Comments on Thirteen hours of water birthing

  1. Oh! that made me cry! It was so much like my own waterbirth (48hrs first time baby!) and it made me relive the day – so beautiful. I wish I could experience it again a hundred times over. Wonderful reminder, thank you! Congratulations and enjoy your baby!

  2. How beautiful! I had a water birth – 8 hours of labor, about 2 hours in the tub. It was wonderful and exactly as I pictured it. You are so blessed to be able to do it in your home; it’s still a misdemeanor in our state.

  3. wow! these stories make me want to have a water birth . . it sounds so peaceful! but really, was there excrutiating pain? Also, I’d love to hear how the placenta pills worked for you, I would really like to do that to help w/post partum. thanks for the story!!

    • Hi Colleen, my son’s water birth was very similar to this story, so I thought I’d answer your comment. First, the pain and the perception of how painful it is vary a LOT from one woman to the next. For me the pain was tough but the warm water reduced it significantly. And after the birth I had 5 stitches with local anesthesia that I swear hurt more than the contractions.

  4. water birth really speaks to me, but there is one thing that confuses me. there are all these books that say don’t take a bath after your water breaks (even ina may says it in one of her books), so i don’t get it? why isn’t it an issue? i really am confused. there is nothing more that i love right now than submerging myself in a full bath.

  5. @ jill when the water breaks and you are’t having contractions (sometimes this can hapen weeks! before the labour) you can’t get into a bath because of chance of infection. But when you are actualy in labour you can.

    I had almost two waterbirth. I say almost becausewith myfirst born I was in the bath a couple of hours but in the end I had to get out becouse she hd trouble getting out so she was born on the bed next to it.
    My second child was onlyjust born in the bath as it was a very quick delevery

    At 06.30 my water broke and the contractions started.
    Meanwhile Michel was filling up the rented birthing bath. Around 9 I could go into the not yet completely filled bath.

    As I was expecting it to take some time I went to the toilet first. But there I had my first pushcontraction. So I walked quikly, while undressing, to the bath where I was checked to see how far I was.

    With the next contraction Finnley’s head was born. I held his head my self and with another contraction helped him in to the word.
    That was something very special. I held him onder the water for about a minute

    I can reccoment this to everyone and cannot imagine how to give birth without it!!

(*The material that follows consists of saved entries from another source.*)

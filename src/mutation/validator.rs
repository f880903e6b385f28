//! Post-edit validation.
//!
//! Syntax is the hard gate: any ERROR or missing node in a fresh parse
//! fails the edit and triggers backup restore. Semantic checks (symbols
//! referenced but unknown to the index) are warning-only.

use crate::parsing::Language;
use crate::storage::{SqliteStore, SymbolFilter};
use std::collections::HashSet;
use tree_sitter::Node;

#[derive(Debug, Default)]
pub struct ValidationOutcome {
    pub errors: Vec<String>,
    pub warnings: Vec<String>,
}

impl ValidationOutcome {
    pub fn passed(&self) -> bool {
        self.errors.is_empty()
    }
}

/// Parse `source` and report every ERROR or missing node.
pub fn validate_syntax(source: &str, language: Language) -> Vec<String> {
    let mut parser = tree_sitter::Parser::new();
    if parser.set_language(&language.grammar()).is_err() {
        return vec!["parser initialization failed".to_string()];
    }
    let Some(tree) = parser.parse(source, None) else {
        return vec!["parser produced no tree".to_string()];
    };

    let mut errors = Vec::new();
    collect_errors(tree.root_node(), &mut errors);
    errors
}

fn collect_errors(node: Node, errors: &mut Vec<String>) {
    if node.kind() == "ERROR" || node.is_missing() {
        errors.push(format!(
            "syntax error at line {}, column {}",
            node.start_position().row + 1,
            node.start_position().column + 1
        ));
    }
    let mut cursor = node.walk();
    for child in node.children(&mut cursor) {
        collect_errors(child, errors);
    }
}

/// Plain identifiers called in a code block, builtins excluded.
pub fn called_identifiers(code: &str, language: Language) -> Vec<String> {
    let mut parser = tree_sitter::Parser::new();
    if parser.set_language(&language.grammar()).is_err() {
        return Vec::new();
    }
    let Some(tree) = parser.parse(code, None) else {
        return Vec::new();
    };
    let mut called: HashSet<String> = HashSet::new();
    collect_called_identifiers(tree.root_node(), code, &mut called);
    let mut names: Vec<String> = called
        .into_iter()
        .filter(|name| !is_probably_builtin(name))
        .collect();
    names.sort();
    names
}

/// Identifiers called in `new_code` that the index has never seen.
/// Advisory only; dynamic code makes this unreliable as a hard gate.
pub fn undefined_symbol_warnings(
    store: &SqliteStore,
    new_code: &str,
    language: Language,
) -> Vec<String> {
    let called = called_identifiers(new_code, language);

    let mut warnings = Vec::new();
    for name in called {
        if is_probably_builtin(&name) {
            continue;
        }
        let known = store
            .query_symbols(&SymbolFilter {
                name: Some(&name),
                ..Default::default()
            })
            .map(|v| !v.is_empty())
            .unwrap_or(true);
        if !known {
            warnings.push(format!("undefined symbol: {name}"));
        }
    }
    warnings.sort();
    warnings
}

fn collect_called_identifiers(node: Node, source: &str, out: &mut HashSet<String>) {
    if matches!(node.kind(), "call" | "call_expression") {
        if let Some(function) = node.child_by_field_name("function") {
            if function.kind() == "identifier" {
                out.insert(
                    function
                        .utf8_text(source.as_bytes())
                        .unwrap_or("")
                        .to_string(),
                );
            }
        }
    }
    let mut cursor = node.walk();
    for child in node.children(&mut cursor) {
        collect_called_identifiers(child, source, out);
    }
}

fn is_probably_builtin(name: &str) -> bool {
    matches!(
        name,
        "print" | "len" | "str" | "int" | "float" | "bool" | "list" | "dict" | "set" | "tuple"
            | "range" | "open" | "type" | "isinstance" | "super" | "hasattr" | "getattr"
            | "setattr" | "enumerate" | "zip" | "map" | "filter" | "sorted" | "sum" | "min"
            | "max" | "abs" | "repr" | "require" | "parseInt" | "parseFloat" | "String"
            | "Number" | "Boolean" | "Array" | "Object" | "JSON"
    )
}

#[cfg(test)]
mod tests {
    use super::*;
    use crate::storage::IndexStore;
    use tempfile::TempDir;

    #[test]
    fn valid_python_passes() {
        assert!(validate_syntax("def f():\n    return 1\n", Language::Python).is_empty());
    }

    #[test]
    fn broken_python_reports_location() {
        let errors = validate_syntax("def f(:\n    pass\n", Language::Python);
        assert!(!errors.is_empty());
        assert!(errors[0].contains("line"));
    }

    #[test]
    fn broken_typescript_detected() {
        let errors = validate_syntax("class { nope(", Language::TypeScript);
        assert!(!errors.is_empty());
    }

    #[test]
    fn unknown_call_is_a_warning_not_error() {
        let temp = TempDir::new().unwrap();
        let store = IndexStore::open(temp.path(), 8).unwrap();
        let warnings = undefined_symbol_warnings(
            &store.sqlite,
            "def f():\n    frobnicate()\n",
            Language::Python,
        );
        assert_eq!(warnings, ["undefined symbol: frobnicate"]);
    }

    #[test]
    fn builtins_do_not_warn() {
        let temp = TempDir::new().unwrap();
        let store = IndexStore::open(temp.path(), 8).unwrap();
        let warnings = undefined_symbol_warnings(
            &store.sqlite,
            "def f(x):\n    print(len(x))\n",
            Language::Python,
        );
        assert!(warnings.is_empty());
    }
}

    If you are interested i made a you tube clip of my sons birth

    groeeting Berbel
    from the netherlands

  6. Thank you ladies!

    Colleen-I wouldn’t call the pain I felt excruciating..it was at times overwhelming but then I’d get deeper inside my head to integrate it and I used my voice a lot! The placenta pills definitely helped. They helped my body and mind and I could definitely feel the difference from when I had taken some and when I hadn’t.

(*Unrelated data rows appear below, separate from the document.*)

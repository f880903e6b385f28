//! SQLite-backed relational store.
//!
//! One database file (`cerberus.db`) holds every relation in the data
//! model plus operational tables (cache, metrics, sessions, logs). Writes
//! are grouped into transactions by the caller through [`SqliteStore::transaction`];
//! a file and its rows are committed together, so readers never observe a
//! file without its symbols.

use crate::error::{CerberusError, Result};
use crate::types::{
    Call, DiffMetric, EmbeddingMetadata, FileRecord, Import, ImportLink, IndexStats, MethodCall,
    Symbol, SymbolKind, SymbolReference, TypeInfo,
};
use parking_lot::Mutex;
use rusqlite::{Connection, OptionalExtension, params};
use std::collections::HashMap;
use std::path::{Path, PathBuf};

pub const DB_FILE: &str = "cerberus.db";

const SCHEMA: &str = r#"
CREATE TABLE IF NOT EXISTS files (
    path TEXT PRIMARY KEY,
    abs_path TEXT NOT NULL,
    size INTEGER NOT NULL,
    last_modified REAL NOT NULL
);

CREATE TABLE IF NOT EXISTS symbols (
    id INTEGER PRIMARY KEY,
    name TEXT NOT NULL,
    type TEXT NOT NULL,
    file_path TEXT NOT NULL,
    start_line INTEGER NOT NULL,
    end_line INTEGER NOT NULL,
    start_byte INTEGER NOT NULL DEFAULT 0,
    end_byte INTEGER NOT NULL DEFAULT 0,
    signature TEXT,
    return_type TEXT,
    parameters TEXT,
    parent_class TEXT
);
CREATE INDEX IF NOT EXISTS idx_symbols_file ON symbols(file_path);
CREATE INDEX IF NOT EXISTS idx_symbols_name ON symbols(name);

CREATE TABLE IF NOT EXISTS imports (
    id INTEGER PRIMARY KEY,
    module TEXT NOT NULL,
    file_path TEXT NOT NULL,
    line INTEGER NOT NULL
);
CREATE INDEX IF NOT EXISTS idx_imports_file ON imports(file_path);

CREATE TABLE IF NOT EXISTS calls (
    id INTEGER PRIMARY KEY,
    caller_file TEXT NOT NULL,
    callee TEXT NOT NULL,
    line INTEGER NOT NULL
);
CREATE INDEX IF NOT EXISTS idx_calls_file ON calls(caller_file);
CREATE INDEX IF NOT EXISTS idx_calls_callee ON calls(callee);

CREATE TABLE IF NOT EXISTS type_infos (
    id INTEGER PRIMARY KEY,
    name TEXT NOT NULL,
    type_annotation TEXT,
    inferred_type TEXT,
    file_path TEXT NOT NULL,
    line INTEGER NOT NULL
);
CREATE INDEX IF NOT EXISTS idx_type_infos_file ON type_infos(file_path);

CREATE TABLE IF NOT EXISTS import_links (
    id INTEGER PRIMARY KEY,
    importer_file TEXT NOT NULL,
    imported_module TEXT NOT NULL,
    imported_symbols TEXT NOT NULL,
    import_line INTEGER NOT NULL,
    definition_file TEXT,
    definition_symbol TEXT
);
CREATE INDEX IF NOT EXISTS idx_import_links_importer ON import_links(importer_file);

CREATE TABLE IF NOT EXISTS method_calls (
    id INTEGER PRIMARY KEY,
    caller_file TEXT NOT NULL,
    line INTEGER NOT NULL,
    receiver TEXT NOT NULL,
    method TEXT NOT NULL,
    receiver_type TEXT
);
CREATE INDEX IF NOT EXISTS idx_method_calls_file ON method_calls(caller_file);

CREATE TABLE IF NOT EXISTS symbol_references (
    id INTEGER PRIMARY KEY,
    source_file TEXT NOT NULL,
    source_line INTEGER NOT NULL,
    source_symbol TEXT NOT NULL,
    reference_type TEXT NOT NULL,
    target_file TEXT,
    target_symbol TEXT,
    target_type TEXT,
    confidence REAL NOT NULL,
    resolution_method TEXT
);
CREATE INDEX IF NOT EXISTS idx_refs_source ON symbol_references(source_symbol);
CREATE INDEX IF NOT EXISTS idx_refs_target ON symbol_references(target_symbol);

CREATE TABLE IF NOT EXISTS embeddings_metadata (
    symbol_id INTEGER PRIMARY KEY,
    vector_store_id INTEGER NOT NULL,
    name TEXT NOT NULL,
    file_path TEXT NOT NULL,
    model TEXT NOT NULL
);
CREATE INDEX IF NOT EXISTS idx_embeddings_file ON embeddings_metadata(file_path);

CREATE TABLE IF NOT EXISTS blueprint_cache (
    cache_key TEXT PRIMARY KEY,
    blueprint_json TEXT NOT NULL,
    expires_at REAL NOT NULL,
    file_path TEXT NOT NULL
);
CREATE INDEX IF NOT EXISTS idx_blueprint_file ON blueprint_cache(file_path);
CREATE INDEX IF NOT EXISTS idx_blueprint_expires ON blueprint_cache(expires_at);

CREATE TABLE IF NOT EXISTS diff_metrics (
    id INTEGER PRIMARY KEY,
    timestamp REAL NOT NULL,
    operation TEXT NOT NULL,
    file_path TEXT NOT NULL,
    lines_changed INTEGER NOT NULL,
    lines_total INTEGER NOT NULL,
    write_efficiency REAL NOT NULL,
    tokens_saved INTEGER NOT NULL
);
CREATE INDEX IF NOT EXISTS idx_diff_metrics_ts ON diff_metrics(timestamp);

CREATE TABLE IF NOT EXISTS prediction_log (
    id INTEGER PRIMARY KEY,
    timestamp REAL NOT NULL,
    edited_symbol TEXT NOT NULL,
    edited_file TEXT NOT NULL,
    predictions_count INTEGER NOT NULL,
    predicted_symbols TEXT NOT NULL,
    confidence_scores TEXT NOT NULL
);

CREATE TABLE IF NOT EXISTS action_log (
    id INTEGER PRIMARY KEY,
    timestamp REAL NOT NULL,
    action_type TEXT NOT NULL,
    target_symbol TEXT,
    target_file TEXT NOT NULL,
    command TEXT NOT NULL
);

CREATE TABLE IF NOT EXISTS sessions (
    session_id TEXT PRIMARY KEY,
    created_at REAL NOT NULL,
    last_activity REAL NOT NULL,
    query_count INTEGER NOT NULL DEFAULT 0,
    context TEXT NOT NULL DEFAULT '{}'
);

CREATE TABLE IF NOT EXISTS session_activity (
    id INTEGER PRIMARY KEY,
    session_id TEXT NOT NULL,
    timestamp REAL NOT NULL,
    method TEXT NOT NULL
);

CREATE TABLE IF NOT EXISTS metadata (
    key TEXT PRIMARY KEY,
    value TEXT NOT NULL
);
"#;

    Jill- This has been studied. The risk of infection does not increase from laboring in the water, whether the water while the mama is in the tub, or whether it was already ruptured before she got in the water. (I love Ina May! ((but really who doesn’t)) )

    ASM- There are different kinds of tubs. There are tubs made to keep the water warm with different insulation, there are tubs with heaters, etc. I had a big rubber trough that the people around me kept “topping up” with hot water now and then, and also there was a hose from the sink so they could add more hot water that way as well.